__Excerpted data__.
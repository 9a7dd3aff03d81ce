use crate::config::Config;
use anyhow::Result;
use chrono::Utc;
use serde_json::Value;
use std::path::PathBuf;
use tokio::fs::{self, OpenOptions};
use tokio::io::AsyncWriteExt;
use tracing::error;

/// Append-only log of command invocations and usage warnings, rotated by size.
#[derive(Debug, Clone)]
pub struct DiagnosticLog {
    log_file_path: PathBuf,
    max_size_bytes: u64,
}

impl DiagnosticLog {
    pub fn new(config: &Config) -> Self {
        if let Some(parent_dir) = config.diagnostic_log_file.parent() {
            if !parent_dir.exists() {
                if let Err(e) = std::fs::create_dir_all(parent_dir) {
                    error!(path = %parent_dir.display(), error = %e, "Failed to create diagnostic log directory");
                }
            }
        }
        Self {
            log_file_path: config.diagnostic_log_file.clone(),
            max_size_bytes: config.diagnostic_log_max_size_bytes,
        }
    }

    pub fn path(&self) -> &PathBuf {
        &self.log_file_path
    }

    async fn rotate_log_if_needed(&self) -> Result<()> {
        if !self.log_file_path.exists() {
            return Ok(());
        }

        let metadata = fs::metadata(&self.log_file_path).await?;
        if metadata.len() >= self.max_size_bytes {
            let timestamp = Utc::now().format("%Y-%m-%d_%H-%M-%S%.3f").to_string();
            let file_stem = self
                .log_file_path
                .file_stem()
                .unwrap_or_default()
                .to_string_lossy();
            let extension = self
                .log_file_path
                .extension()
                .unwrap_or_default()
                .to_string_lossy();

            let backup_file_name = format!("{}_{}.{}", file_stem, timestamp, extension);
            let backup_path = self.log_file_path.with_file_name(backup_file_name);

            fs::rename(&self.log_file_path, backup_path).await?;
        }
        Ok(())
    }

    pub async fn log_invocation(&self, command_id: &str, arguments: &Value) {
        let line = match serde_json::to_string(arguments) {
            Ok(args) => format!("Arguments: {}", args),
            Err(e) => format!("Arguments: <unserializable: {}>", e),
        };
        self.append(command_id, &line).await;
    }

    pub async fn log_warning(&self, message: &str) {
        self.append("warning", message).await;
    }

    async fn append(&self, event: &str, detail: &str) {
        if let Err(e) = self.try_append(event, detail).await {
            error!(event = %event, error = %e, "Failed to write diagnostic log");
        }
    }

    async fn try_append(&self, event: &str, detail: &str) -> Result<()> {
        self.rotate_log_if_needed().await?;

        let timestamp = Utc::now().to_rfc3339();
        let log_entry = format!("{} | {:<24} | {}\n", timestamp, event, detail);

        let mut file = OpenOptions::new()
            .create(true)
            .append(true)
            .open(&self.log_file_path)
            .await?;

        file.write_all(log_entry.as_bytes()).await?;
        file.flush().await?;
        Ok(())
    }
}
---
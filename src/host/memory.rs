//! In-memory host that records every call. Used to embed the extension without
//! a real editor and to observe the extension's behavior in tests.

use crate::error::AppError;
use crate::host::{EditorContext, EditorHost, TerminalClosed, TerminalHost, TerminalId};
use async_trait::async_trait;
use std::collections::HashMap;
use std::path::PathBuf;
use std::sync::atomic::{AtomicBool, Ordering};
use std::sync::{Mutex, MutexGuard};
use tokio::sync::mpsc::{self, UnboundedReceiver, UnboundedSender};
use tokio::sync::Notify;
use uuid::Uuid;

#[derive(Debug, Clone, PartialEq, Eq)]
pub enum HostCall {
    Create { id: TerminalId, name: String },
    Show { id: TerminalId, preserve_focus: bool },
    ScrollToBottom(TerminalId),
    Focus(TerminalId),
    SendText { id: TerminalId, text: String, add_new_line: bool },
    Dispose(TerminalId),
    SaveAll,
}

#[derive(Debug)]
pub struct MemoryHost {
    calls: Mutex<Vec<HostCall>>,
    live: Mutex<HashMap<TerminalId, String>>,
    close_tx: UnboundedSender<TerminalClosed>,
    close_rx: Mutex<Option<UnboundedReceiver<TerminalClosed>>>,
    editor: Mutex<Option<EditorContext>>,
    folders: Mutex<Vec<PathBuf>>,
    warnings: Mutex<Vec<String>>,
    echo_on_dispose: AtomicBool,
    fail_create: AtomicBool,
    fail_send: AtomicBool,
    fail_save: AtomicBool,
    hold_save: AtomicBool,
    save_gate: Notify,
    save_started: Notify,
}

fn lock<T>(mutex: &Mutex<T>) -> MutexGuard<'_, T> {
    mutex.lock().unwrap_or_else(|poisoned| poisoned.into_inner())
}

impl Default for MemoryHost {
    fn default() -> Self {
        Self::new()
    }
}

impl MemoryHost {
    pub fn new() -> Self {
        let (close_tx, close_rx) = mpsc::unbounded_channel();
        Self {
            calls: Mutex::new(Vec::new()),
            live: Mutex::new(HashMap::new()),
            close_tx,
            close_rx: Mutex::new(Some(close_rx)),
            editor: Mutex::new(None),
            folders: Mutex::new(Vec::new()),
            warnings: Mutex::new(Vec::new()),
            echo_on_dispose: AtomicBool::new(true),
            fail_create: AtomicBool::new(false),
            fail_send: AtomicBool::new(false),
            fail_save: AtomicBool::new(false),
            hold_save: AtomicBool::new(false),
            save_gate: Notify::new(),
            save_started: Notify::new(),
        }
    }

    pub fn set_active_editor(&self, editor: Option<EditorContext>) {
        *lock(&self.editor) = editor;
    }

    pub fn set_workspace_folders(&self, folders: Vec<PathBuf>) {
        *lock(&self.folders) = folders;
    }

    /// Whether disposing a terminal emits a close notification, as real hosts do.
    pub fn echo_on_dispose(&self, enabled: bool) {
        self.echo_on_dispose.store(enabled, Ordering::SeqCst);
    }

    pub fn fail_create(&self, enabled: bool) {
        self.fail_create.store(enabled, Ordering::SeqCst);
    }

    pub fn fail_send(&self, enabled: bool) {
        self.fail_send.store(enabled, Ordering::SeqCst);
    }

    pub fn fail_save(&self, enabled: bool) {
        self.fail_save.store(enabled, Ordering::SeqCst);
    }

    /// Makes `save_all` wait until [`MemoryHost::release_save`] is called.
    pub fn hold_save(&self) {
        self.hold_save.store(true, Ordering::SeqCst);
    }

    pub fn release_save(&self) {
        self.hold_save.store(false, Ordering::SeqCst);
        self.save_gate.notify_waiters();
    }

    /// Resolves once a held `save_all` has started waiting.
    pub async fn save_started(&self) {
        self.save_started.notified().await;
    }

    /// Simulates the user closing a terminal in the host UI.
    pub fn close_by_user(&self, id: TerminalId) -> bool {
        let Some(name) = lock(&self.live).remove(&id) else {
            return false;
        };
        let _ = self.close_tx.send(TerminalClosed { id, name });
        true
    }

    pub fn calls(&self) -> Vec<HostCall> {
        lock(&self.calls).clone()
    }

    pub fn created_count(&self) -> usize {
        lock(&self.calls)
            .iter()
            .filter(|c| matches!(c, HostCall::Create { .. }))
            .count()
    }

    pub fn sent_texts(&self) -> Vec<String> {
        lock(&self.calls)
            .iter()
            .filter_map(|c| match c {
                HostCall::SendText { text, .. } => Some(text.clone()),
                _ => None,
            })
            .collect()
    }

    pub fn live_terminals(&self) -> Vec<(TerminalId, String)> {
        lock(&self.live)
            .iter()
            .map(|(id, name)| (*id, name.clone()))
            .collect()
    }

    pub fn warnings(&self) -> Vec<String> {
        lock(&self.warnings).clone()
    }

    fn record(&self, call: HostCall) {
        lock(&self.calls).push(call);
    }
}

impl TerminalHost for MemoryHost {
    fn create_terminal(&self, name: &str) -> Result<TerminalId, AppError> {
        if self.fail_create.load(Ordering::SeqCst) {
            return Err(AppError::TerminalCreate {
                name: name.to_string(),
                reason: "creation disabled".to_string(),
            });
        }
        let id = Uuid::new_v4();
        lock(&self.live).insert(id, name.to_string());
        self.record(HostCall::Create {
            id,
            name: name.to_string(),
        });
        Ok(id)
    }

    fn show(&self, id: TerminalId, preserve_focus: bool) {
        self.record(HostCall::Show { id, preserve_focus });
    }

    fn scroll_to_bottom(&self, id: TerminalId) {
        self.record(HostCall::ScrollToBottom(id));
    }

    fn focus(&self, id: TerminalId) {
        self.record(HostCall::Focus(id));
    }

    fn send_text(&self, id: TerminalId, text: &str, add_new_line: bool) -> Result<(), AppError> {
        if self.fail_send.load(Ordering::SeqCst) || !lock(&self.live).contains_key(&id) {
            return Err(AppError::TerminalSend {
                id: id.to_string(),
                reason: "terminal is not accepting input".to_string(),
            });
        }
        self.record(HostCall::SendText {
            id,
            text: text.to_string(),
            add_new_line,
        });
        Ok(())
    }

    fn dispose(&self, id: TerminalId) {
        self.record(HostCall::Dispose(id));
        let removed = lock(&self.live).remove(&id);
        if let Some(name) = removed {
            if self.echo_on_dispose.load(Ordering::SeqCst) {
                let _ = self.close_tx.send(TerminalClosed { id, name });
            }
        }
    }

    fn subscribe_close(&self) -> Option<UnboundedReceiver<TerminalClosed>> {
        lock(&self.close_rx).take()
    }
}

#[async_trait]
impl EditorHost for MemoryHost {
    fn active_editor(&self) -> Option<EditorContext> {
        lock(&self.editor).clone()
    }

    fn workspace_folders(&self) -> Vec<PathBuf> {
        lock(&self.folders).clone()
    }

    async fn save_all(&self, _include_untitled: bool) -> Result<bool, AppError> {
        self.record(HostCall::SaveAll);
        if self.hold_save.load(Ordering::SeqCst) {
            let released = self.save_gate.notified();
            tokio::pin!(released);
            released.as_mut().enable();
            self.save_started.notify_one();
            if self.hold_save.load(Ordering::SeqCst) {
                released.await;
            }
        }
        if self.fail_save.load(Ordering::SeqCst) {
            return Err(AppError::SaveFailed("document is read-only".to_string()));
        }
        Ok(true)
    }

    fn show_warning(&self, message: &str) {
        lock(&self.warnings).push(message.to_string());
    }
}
==
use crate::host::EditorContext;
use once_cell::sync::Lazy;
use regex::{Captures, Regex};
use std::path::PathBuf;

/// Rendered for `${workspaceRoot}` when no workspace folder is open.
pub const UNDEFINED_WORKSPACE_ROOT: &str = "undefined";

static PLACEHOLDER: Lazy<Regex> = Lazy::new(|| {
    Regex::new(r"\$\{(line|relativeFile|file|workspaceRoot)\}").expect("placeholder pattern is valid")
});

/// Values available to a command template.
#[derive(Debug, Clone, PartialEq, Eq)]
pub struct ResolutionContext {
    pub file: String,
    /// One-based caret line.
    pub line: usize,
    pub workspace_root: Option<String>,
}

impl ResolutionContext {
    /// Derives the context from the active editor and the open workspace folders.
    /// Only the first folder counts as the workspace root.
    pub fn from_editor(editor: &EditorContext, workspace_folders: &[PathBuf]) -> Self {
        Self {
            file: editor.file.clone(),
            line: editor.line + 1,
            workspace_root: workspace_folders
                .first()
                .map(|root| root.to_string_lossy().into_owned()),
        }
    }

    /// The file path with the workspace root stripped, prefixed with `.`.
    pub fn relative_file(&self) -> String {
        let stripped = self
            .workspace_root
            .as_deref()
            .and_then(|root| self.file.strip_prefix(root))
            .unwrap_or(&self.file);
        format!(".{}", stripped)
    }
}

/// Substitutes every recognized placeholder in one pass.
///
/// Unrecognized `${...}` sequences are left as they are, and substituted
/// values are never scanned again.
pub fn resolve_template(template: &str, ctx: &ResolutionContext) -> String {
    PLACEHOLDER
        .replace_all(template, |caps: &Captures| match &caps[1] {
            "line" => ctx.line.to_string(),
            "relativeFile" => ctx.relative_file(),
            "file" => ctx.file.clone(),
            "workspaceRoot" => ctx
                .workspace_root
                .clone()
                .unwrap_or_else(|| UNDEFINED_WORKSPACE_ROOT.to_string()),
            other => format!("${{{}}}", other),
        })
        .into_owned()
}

__Task to carry out__. If a line in the records above contains the word "UnboundedReceiver", count it, then give the total and nothing else.

__Task solution__. 3